#### SUPPLIED ENTRIES

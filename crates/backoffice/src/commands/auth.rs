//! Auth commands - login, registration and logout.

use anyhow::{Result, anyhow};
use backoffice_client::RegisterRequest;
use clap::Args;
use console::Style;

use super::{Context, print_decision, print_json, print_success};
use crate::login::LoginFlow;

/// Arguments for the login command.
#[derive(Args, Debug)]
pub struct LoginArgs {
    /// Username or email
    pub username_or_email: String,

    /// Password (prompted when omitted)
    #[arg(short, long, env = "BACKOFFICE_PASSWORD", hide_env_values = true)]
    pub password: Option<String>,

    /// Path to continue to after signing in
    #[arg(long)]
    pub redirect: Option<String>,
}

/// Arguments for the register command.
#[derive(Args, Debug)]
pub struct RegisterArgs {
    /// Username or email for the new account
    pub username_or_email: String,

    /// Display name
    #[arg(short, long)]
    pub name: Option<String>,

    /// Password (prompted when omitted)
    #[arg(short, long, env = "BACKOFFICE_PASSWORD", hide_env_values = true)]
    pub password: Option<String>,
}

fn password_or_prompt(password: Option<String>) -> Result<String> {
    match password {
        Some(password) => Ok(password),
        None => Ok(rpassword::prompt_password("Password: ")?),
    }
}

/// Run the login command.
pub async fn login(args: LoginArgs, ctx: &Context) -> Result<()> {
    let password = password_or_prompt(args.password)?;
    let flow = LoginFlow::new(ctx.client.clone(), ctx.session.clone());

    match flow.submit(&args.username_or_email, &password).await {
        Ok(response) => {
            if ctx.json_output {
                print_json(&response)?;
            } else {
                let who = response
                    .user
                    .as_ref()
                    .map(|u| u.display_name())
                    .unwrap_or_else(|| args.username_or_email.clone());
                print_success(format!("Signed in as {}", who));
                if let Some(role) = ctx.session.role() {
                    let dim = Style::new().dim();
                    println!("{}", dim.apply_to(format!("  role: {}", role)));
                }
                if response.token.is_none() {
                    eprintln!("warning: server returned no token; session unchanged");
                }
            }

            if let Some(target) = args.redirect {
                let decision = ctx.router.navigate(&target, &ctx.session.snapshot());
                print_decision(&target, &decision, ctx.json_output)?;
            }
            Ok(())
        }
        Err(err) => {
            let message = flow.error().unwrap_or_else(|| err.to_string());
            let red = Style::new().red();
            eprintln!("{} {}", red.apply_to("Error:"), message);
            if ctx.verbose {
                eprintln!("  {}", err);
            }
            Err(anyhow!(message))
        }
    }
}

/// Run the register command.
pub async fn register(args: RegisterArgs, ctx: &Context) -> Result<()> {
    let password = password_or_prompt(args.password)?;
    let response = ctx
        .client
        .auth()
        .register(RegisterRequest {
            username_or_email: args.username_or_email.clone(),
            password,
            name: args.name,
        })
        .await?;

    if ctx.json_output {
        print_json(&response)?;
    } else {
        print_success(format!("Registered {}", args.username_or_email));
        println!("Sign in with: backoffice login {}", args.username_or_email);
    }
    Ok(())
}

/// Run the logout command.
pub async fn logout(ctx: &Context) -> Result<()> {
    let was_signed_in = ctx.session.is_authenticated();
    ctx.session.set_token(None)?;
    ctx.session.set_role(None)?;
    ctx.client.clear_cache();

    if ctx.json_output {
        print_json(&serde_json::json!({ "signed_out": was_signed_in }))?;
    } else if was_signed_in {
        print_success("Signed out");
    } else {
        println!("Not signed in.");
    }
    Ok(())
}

########
#### SUPPLIED ENTRIES

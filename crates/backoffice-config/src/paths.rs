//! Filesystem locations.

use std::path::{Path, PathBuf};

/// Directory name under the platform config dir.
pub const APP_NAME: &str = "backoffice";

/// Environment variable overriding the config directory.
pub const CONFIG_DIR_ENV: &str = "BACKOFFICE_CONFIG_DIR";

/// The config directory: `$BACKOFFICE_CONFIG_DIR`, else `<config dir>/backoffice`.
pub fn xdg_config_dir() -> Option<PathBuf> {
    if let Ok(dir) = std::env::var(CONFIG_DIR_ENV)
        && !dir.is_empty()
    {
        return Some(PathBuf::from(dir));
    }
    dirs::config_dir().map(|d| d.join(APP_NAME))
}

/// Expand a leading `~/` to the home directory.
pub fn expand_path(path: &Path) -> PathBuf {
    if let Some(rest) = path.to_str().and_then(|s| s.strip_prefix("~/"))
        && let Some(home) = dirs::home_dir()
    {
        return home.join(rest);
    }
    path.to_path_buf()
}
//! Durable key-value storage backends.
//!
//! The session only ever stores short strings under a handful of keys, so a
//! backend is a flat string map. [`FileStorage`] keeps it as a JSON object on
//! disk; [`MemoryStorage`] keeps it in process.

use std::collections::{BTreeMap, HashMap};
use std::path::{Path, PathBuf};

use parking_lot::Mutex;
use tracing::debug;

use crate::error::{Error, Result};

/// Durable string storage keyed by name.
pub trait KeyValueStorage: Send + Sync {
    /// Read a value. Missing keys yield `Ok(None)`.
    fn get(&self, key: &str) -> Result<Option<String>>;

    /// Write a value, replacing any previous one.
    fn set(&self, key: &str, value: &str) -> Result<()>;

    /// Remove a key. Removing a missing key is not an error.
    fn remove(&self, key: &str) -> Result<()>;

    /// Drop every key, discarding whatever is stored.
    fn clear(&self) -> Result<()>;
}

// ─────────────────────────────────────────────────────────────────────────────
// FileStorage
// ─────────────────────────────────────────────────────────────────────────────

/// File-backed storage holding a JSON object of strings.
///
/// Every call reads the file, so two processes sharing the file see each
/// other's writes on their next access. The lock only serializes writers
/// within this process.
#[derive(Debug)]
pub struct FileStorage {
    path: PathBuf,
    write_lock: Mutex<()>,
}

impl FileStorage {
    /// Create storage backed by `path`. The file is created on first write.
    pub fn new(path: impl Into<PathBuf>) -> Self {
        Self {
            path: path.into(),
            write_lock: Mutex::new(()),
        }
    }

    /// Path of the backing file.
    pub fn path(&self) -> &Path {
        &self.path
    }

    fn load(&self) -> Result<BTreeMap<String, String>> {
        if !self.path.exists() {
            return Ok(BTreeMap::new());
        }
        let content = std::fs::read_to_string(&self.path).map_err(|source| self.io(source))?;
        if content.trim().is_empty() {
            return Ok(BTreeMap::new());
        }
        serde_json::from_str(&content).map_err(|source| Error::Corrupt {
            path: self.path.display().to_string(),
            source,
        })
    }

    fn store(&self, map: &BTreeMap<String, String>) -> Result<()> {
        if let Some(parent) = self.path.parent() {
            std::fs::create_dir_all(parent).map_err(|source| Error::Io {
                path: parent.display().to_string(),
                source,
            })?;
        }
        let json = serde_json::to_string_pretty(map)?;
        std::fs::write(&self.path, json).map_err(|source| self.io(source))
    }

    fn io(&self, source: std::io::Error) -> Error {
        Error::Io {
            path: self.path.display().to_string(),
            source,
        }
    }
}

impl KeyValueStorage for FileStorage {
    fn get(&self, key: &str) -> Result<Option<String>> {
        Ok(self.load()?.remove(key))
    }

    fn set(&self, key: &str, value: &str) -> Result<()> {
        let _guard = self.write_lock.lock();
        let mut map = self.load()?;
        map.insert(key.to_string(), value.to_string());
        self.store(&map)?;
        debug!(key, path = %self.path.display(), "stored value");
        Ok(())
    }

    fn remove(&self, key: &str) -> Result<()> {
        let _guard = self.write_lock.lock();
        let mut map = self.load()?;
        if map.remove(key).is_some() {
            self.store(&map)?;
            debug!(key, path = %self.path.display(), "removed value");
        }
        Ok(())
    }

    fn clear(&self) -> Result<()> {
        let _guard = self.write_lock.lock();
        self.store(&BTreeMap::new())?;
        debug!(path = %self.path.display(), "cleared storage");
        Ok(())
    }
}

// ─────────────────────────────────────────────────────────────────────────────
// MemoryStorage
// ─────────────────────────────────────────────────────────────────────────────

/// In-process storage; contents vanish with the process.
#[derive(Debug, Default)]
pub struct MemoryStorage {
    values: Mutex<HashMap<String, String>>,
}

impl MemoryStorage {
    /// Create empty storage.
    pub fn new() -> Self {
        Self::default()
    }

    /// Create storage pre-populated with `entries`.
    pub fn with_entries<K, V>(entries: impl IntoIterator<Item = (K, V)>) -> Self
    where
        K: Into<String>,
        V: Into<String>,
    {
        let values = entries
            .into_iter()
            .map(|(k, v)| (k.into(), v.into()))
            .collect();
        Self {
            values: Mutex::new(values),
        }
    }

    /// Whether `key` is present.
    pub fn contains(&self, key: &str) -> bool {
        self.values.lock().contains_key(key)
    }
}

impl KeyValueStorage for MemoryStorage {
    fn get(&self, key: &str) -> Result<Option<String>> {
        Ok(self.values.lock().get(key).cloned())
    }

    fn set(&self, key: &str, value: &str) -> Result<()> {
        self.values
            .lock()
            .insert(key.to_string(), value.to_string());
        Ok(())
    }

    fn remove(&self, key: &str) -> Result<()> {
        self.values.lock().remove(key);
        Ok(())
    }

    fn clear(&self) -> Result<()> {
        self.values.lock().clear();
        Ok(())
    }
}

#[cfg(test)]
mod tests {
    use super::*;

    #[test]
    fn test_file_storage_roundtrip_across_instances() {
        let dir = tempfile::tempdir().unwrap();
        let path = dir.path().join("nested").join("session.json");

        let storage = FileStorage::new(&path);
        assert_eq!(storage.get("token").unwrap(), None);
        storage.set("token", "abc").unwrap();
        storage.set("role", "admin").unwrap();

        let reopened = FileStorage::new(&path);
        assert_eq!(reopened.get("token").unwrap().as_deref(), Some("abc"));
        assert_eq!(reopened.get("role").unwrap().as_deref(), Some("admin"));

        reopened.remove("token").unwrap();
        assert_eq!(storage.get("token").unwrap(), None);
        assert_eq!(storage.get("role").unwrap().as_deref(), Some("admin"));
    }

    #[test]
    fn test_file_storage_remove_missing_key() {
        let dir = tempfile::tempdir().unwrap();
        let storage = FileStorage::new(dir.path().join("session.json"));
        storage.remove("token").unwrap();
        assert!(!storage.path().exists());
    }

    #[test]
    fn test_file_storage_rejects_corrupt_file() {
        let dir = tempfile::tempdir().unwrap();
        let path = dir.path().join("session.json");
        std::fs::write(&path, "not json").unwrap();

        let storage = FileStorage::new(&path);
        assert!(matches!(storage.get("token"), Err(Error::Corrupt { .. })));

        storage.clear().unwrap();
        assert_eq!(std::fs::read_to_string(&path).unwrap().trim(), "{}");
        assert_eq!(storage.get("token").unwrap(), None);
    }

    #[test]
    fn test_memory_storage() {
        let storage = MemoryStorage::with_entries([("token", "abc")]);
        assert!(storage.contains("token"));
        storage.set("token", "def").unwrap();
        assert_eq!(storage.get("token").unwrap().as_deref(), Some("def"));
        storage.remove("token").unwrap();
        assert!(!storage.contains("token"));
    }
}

########
#### SUPPLIED ENTRIES

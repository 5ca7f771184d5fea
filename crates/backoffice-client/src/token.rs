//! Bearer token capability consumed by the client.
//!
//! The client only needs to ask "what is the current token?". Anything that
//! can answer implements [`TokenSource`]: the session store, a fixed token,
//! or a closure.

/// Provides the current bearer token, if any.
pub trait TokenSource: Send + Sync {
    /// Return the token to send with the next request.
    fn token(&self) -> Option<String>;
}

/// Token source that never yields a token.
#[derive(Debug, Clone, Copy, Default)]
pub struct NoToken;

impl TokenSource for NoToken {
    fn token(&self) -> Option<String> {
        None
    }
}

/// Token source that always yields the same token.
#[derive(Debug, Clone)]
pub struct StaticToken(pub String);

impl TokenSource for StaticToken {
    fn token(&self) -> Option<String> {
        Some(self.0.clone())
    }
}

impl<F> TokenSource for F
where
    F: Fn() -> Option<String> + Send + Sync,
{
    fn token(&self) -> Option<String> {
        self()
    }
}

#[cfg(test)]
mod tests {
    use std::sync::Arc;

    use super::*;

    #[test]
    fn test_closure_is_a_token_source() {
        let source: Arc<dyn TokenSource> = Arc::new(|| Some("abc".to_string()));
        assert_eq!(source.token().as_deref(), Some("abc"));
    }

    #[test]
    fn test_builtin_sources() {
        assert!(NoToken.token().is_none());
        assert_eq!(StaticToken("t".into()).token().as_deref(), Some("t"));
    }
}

########

TASK:
The answer must be every line from the records above that contains "logout".

COMPLETED TASK:
//! Auth commands - login, registration and logout.
/// Run the logout command.
pub async fn logout(ctx: &Context) -> Result<()> {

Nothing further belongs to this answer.